This web page originated as an assignment in Emory University's Biology 142 lab course. Students were assigned proteins of interest and asked to research what is known about the protein and to examine whether the newly sequenced whale shark genome had evidence of an orthologous protein.
Background
The RIPK2 gene’s main function is to help regulate both innate and adaptive immune responses.[1] They do this by activating receptors, which then activate the host defense immune systems.[2] The caspase recruitment domain (CARD) is a protein, which helps to mediate the RIP and RICK proteins.[3] Studies have all shown a strong connection between regulated RIPK2 and cell survival.[4] This protein can be useful for the detection of pancreatic cancer because of its production of enzymes and bicarbonate. It has also been linked to Huntington’s disease when it is not regulated properly as it has been found to activate a protein related to Huntington’s.[5] Research is still being conducted; however, recent findings have indicated that RIPK2 might play a major role in hepatic cell migration. As a result, scientists are hopeful for these discoveries to lead to new information on carcinogenesis and liver regeneration.[6]

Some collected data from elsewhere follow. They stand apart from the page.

use async_trait::async_trait;
use sqlx::SqlitePool;
use uuid::Uuid;

use super::roles::{AccessClass, AccessGrant, PlatformRole, ProjectRole};
use crate::errors::AppError;

#[derive(Debug, thiserror::Error)]
pub enum AuthzError {
    #[error("User profile could not be retrieved")]
    ProfileNotFound,
    #[error("You do not have access to this project")]
    NoProjectAccess,
    #[error("{}", .0.denial_message())]
    InsufficientPrivilege(AccessClass),
    #[error("role lookup failed: {0}")]
    StoreUnavailable(String),
}

impl From<AuthzError> for AppError {
    fn from(err: AuthzError) -> Self {
        match err {
            AuthzError::StoreUnavailable(msg) => AppError::internal(msg),
            denied => AppError::forbidden(denied.to_string()),
        }
    }
}

/// Where the engine reads roles from. `Ok(None)` means "no such row";
/// `Err` is reserved for infrastructure failures.
#[async_trait]
pub trait RoleSource: Send + Sync {
    async fn platform_role(&self, user_id: Uuid) -> Result<Option<PlatformRole>, AuthzError>;

    async fn project_role(&self, project_id: Uuid, user_id: Uuid) -> Result<Option<ProjectRole>, AuthzError>;
}

#[async_trait]
impl RoleSource for SqlitePool {
    async fn platform_role(&self, user_id: Uuid) -> Result<Option<PlatformRole>, AuthzError> {
        let role = sqlx::query_scalar::<_, String>("SELECT role FROM user_profiles WHERE user_id = ?")
            .bind(user_id)
            .fetch_optional(self)
            .await
            .map_err(|err| AuthzError::StoreUnavailable(err.to_string()))?;

        Ok(role.as_deref().map(PlatformRole::parse))
    }

    async fn project_role(&self, project_id: Uuid, user_id: Uuid) -> Result<Option<ProjectRole>, AuthzError> {
        let role = sqlx::query_scalar::<_, String>(
            "SELECT role FROM project_members WHERE project_id = ? AND user_id = ?",
        )
        .bind(project_id)
        .bind(user_id)
        .fetch_optional(self)
        .await
        .map_err(|err| AuthzError::StoreUnavailable(err.to_string()))?;

        // The column is CHECK-constrained; an unparseable value counts as no membership.
        Ok(role.as_deref().and_then(ProjectRole::parse))
    }
}

/// Decides whether `user_id` may perform an operation of class `required` on
/// `project_id`.
///
/// Platform admins are allowed everything and act as project owners. For
/// everyone else the platform-admin class is denied outright, and project
/// classes require a membership row whose role satisfies the class.
/// `project_id` is `None` only for checks that are not tied to a project.
pub async fn resolve<S>(
    source: &S,
    user_id: Uuid,
    project_id: Option<Uuid>,
    required: AccessClass,
) -> Result<AccessGrant, AuthzError>
where
    S: RoleSource + ?Sized,
{
    let platform_role = source
        .platform_role(user_id)
        .await?
        .ok_or(AuthzError::ProfileNotFound)?;

    if platform_role == PlatformRole::PlatformAdmin {
        tracing::debug!(
            user_id = %user_id,
            project_id = ?project_id,
            class = required.as_str(),
            "platform admin bypass"
        );
        return Ok(AccessGrant {
            platform_role,
            project_role: ProjectRole::Owner,
        });
    }

    if required == AccessClass::PlatformAdmin {
        tracing::debug!(user_id = %user_id, class = required.as_str(), "access denied");
        return Err(AuthzError::InsufficientPrivilege(required));
    }

    let project_id = project_id.ok_or(AuthzError::NoProjectAccess)?;
    let project_role = match source.project_role(project_id, user_id).await? {
        Some(role) => role,
        None => {
            tracing::debug!(
                user_id = %user_id,
                project_id = %project_id,
                class = required.as_str(),
                "access denied: not a member"
            );
            return Err(AuthzError::NoProjectAccess);
        }
    };

    if !required.admits(project_role) {
        tracing::debug!(
            user_id = %user_id,
            project_id = %project_id,
            class = required.as_str(),
            role = project_role.as_str(),
            "access denied: insufficient role"
        );
        return Err(AuthzError::InsufficientPrivilege(required));
    }

    tracing::debug!(
        user_id = %user_id,
        project_id = %project_id,
        class = required.as_str(),
        role = project_role.as_str(),
        "access granted"
    );

    Ok(AccessGrant {
        platform_role,
        project_role,
    })
}

#[cfg(test)]
mod tests {
    use std::collections::HashMap;

    use super::*;

    #[derive(Default)]
    struct MemorySource {
        profiles: HashMap<Uuid, PlatformRole>,
        members: HashMap<(Uuid, Uuid), ProjectRole>,
        broken: bool,
    }

    #[async_trait]
    impl RoleSource for MemorySource {
        async fn platform_role(&self, user_id: Uuid) -> Result<Option<PlatformRole>, AuthzError> {
            if self.broken {
                return Err(AuthzError::StoreUnavailable("connection reset".into()));
            }
            Ok(self.profiles.get(&user_id).copied())
        }

        async fn project_role(&self, project_id: Uuid, user_id: Uuid) -> Result<Option<ProjectRole>, AuthzError> {
            Ok(self.members.get(&(project_id, user_id)).copied())
        }
    }

    const PROJECT_CLASSES: [AccessClass; 3] = [
        AccessClass::ProjectAccess,
        AccessClass::ProjectWrite,
        AccessClass::ProjectOwner,
    ];

    #[tokio::test]
    async fn platform_admin_passes_every_class_without_membership() {
        let admin = Uuid::new_v4();
        let mut source = MemorySource::default();
        source.profiles.insert(admin, PlatformRole::PlatformAdmin);

        for class in PROJECT_CLASSES.into_iter().chain([AccessClass::PlatformAdmin]) {
            let grant = resolve(&source, admin, Some(Uuid::new_v4()), class).await.unwrap();
            assert_eq!(grant.project_role, ProjectRole::Owner);
            assert_eq!(grant.platform_role, PlatformRole::PlatformAdmin);
        }
    }

    #[tokio::test]
    async fn non_member_is_denied_every_project_class() {
        let user = Uuid::new_v4();
        let mut source = MemorySource::default();
        source.profiles.insert(user, PlatformRole::Member);

        for class in PROJECT_CLASSES {
            let err = resolve(&source, user, Some(Uuid::new_v4()), class).await.unwrap_err();
            assert!(matches!(err, AuthzError::NoProjectAccess), "{class:?}: {err:?}");
        }
    }

    #[tokio::test]
    async fn missing_profile_is_denied() {
        let source = MemorySource::default();
        let err = resolve(&source, Uuid::new_v4(), Some(Uuid::new_v4()), AccessClass::ProjectAccess)
            .await
            .unwrap_err();
        assert!(matches!(err, AuthzError::ProfileNotFound));
        assert_eq!(AppError::from(err).status(), axum::http::StatusCode::FORBIDDEN);
    }

    #[tokio::test]
    async fn member_is_not_platform_admin() {
        let user = Uuid::new_v4();
        let project = Uuid::new_v4();
        let mut source = MemorySource::default();
        source.profiles.insert(user, PlatformRole::Member);
        source.members.insert((project, user), ProjectRole::Owner);

        let err = resolve(&source, user, Some(project), AccessClass::PlatformAdmin)
            .await
            .unwrap_err();
        assert!(matches!(err, AuthzError::InsufficientPrivilege(AccessClass::PlatformAdmin)));
    }

    #[tokio::test]
    async fn decisions_follow_role_ordering() {
        let user = Uuid::new_v4();
        let project = Uuid::new_v4();

        for role in ProjectRole::ALL {
            let mut source = MemorySource::default();
            source.profiles.insert(user, PlatformRole::Member);
            source.members.insert((project, user), role);

            let access = resolve(&source, user, Some(project), AccessClass::ProjectAccess).await.is_ok();
            let write = resolve(&source, user, Some(project), AccessClass::ProjectWrite).await.is_ok();
            let owner = resolve(&source, user, Some(project), AccessClass::ProjectOwner).await.is_ok();

            assert!(access, "{role:?} must have access");
            assert!(!owner || write, "{role:?}: owner without write");
            assert!(!write || access, "{role:?}: write without access");
            assert_eq!(write, role != ProjectRole::Viewer, "{role:?}");
            assert_eq!(
                owner,
                matches!(role, ProjectRole::Owner | ProjectRole::ProjectAdmin),
                "{role:?}"
            );
        }
    }

    #[tokio::test]
    async fn store_failure_is_not_a_denial() {
        let source = MemorySource {
            broken: true,
            ..Default::default()
        };
        let err = resolve(&source, Uuid::new_v4(), Some(Uuid::new_v4()), AccessClass::ProjectAccess)
            .await
            .unwrap_err();
        assert!(matches!(err, AuthzError::StoreUnavailable(_)));
        assert_eq!(
            AppError::from(err).status(),
            axum::http::StatusCode::INTERNAL_SERVER_ERROR
        );
    }

    #[tokio::test]
    async fn grant_carries_member_role() {
        let user = Uuid::new_v4();
        let project = Uuid::new_v4();
        let mut source = MemorySource::default();
        source.profiles.insert(user, PlatformRole::Member);
        source.members.insert((project, user), ProjectRole::Viewer);

        let grant = resolve(&source, user, Some(project), AccessClass::ProjectAccess).await.unwrap();
        assert_eq!(grant.project_role, ProjectRole::Viewer);
        assert_eq!(grant.platform_role, PlatformRole::Member);
    }
}
use chrono::{DateTime, Utc};
use serde::{Deserialize, Serialize};
use sqlx::types::Json;
use sqlx::FromRow;
use utoipa::{IntoParams, ToSchema};
use uuid::Uuid;

use crate::utils::double_option;

#[derive(Debug, Clone, Serialize, Deserialize, ToSchema)]
pub struct Note {
    pub id: Uuid,
    pub project_id: Uuid,
    pub title: String,
    pub content: String,
    #[schema(example = "meeting")]
    pub category: Option<String>,
    #[schema(example = json!(["launch", "marketing"]))]
    pub tags: Vec<String>,
    pub is_pinned: bool,
    pub is_decision: bool,
    pub created_by: Uuid,
    pub created_at: DateTime<Utc>,
    pub updated_at: DateTime<Utc>,
}

#[derive(Debug, Clone, FromRow)]
pub struct DbNote {
    pub id: Uuid,
    pub project_id: Uuid,
    pub title: String,
    pub content: String,
    pub category: Option<String>,
    pub tags: Json<Vec<String>>,
    pub is_pinned: bool,
    pub is_decision: bool,
    pub created_by: Uuid,
    pub created_at: DateTime<Utc>,
    pub updated_at: DateTime<Utc>,
}

impl From<DbNote> for Note {
    fn from(value: DbNote) -> Self {
        Note {
            id: value.id,
            project_id: value.project_id,
            title: value.title,
            content: value.content,
            category: value.category,
            tags: value.tags.0,
            is_pinned: value.is_pinned,
            is_decision: value.is_decision,
            created_by: value.created_by,
            created_at: value.created_at,
            updated_at: value.updated_at,
        }
    }
}

#[derive(Debug, Deserialize, ToSchema)]
pub struct NoteCreateRequest {
    #[schema(example = "Kickoff decisions")]
    pub title: Option<String>,
    #[schema(example = "We ship the beta to 50 customers first.")]
    pub content: Option<String>,
    pub category: Option<String>,
    pub tags: Option<Vec<String>>,
    pub is_pinned: Option<bool>,
    pub is_decision: Option<bool>,
}

#[derive(Debug, Default, Deserialize, ToSchema)]
pub struct NoteUpdateRequest {
    pub title: Option<String>,
    pub content: Option<String>,
    #[serde(default, deserialize_with = "double_option")]
    #[schema(value_type = Option<String>)]
    pub category: Option<Option<String>>,
    pub tags: Option<Vec<String>>,
    pub is_pinned: Option<bool>,
    pub is_decision: Option<bool>,
}

#[derive(Debug, Default, Deserialize, IntoParams)]
#[into_params(parameter_in = Query)]
pub struct NoteListQuery {
    pub category: Option<String>,
    pub is_pinned: Option<bool>,
    pub is_decision: Option<bool>,
}

/// Tags behave as a set: blanks are dropped and repeats keep their first position.
pub fn normalize_tags(tags: Vec<String>) -> Vec<String> {
    let mut seen = Vec::with_capacity(tags.len());
    for tag in tags {
        let tag = tag.trim();
        if !tag.is_empty() && !seen.iter().any(|existing: &String| existing == tag) {
            seen.push(tag.to_string());
        }
    }
    seen
}

#[cfg(test)]
mod tests {
    use super::*;

    #[test]
    fn tags_are_deduplicated_in_order() {
        let tags = vec!["b".into(), " a ".into(), "b".into(), "".into(), "a".into()];
        assert_eq!(normalize_tags(tags), vec!["b".to_string(), "a".to_string()]);
    }
}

Figure 1: The Ripk2 gene activates the receptors, in this case, of the TAK1 and CARD9 proteins in order for them to receive the signals coding for the immune system activation.[7]
Methods:
Whale Shark predicted orthologs:
In order to find whale shark predicted orthologs, the human protein sequence (ENSP00000220751) was obtained from Ensembl and then was used as query in a Blast search against the predicted whale shark protein database using the Galaxy server: whaleshark.georgiaaquarium.org. From the data collected from Galaxy, the top 4 predicted protein hits were chosen according to the lowest and most significant e-values. The top 4 predicted hits were then used as queries (using the full predicted sequence) in protein BLASTs against the NCBI human protein database. Orthologs were found if the predicted protein returned RIPK2 for homo sapiens as the top hit.
Predicted orthologs:
The NCBI Blast server was used to identify RIPK2 predicted orthologs in other species other than whale sharks. To search for potential orthologs, protein BLASTs were performed using single species protein databases for the following species: mouse, zebrafish, chimp, fruit flies, yeast, and dogs. The human RIPK2 protein (ENSP00000220751) was used as query sequence in these searches with default settings. Orthologos were found if the predicted protein returned RIPK2 as the top hit. To verify if the returned hit was a potential ortholog, the full protein sequence for the top hit was then blasted against the human protein database. If RIPK2 was again returned as a top hit, then a potential ortholog was found.
Phylogenetic tree:
To construct the phylogenetic tree, the full protein sequence was obtained for each top hit with the lowest E-value for each non-whale shark species search (using the human protein as query). These were added onto a document along with the protein sequences from top 4 hits from the data collected in Galaxy for the whale shark genome. All of the protein sequences were in FASTA format and then the collection of the sequences was used to create a multiple sequence alignment and phylogenetic tree. ClustalW2 with default settings was used to create the alignment and the option “rooted phylogenetic tree” was used to create the tree.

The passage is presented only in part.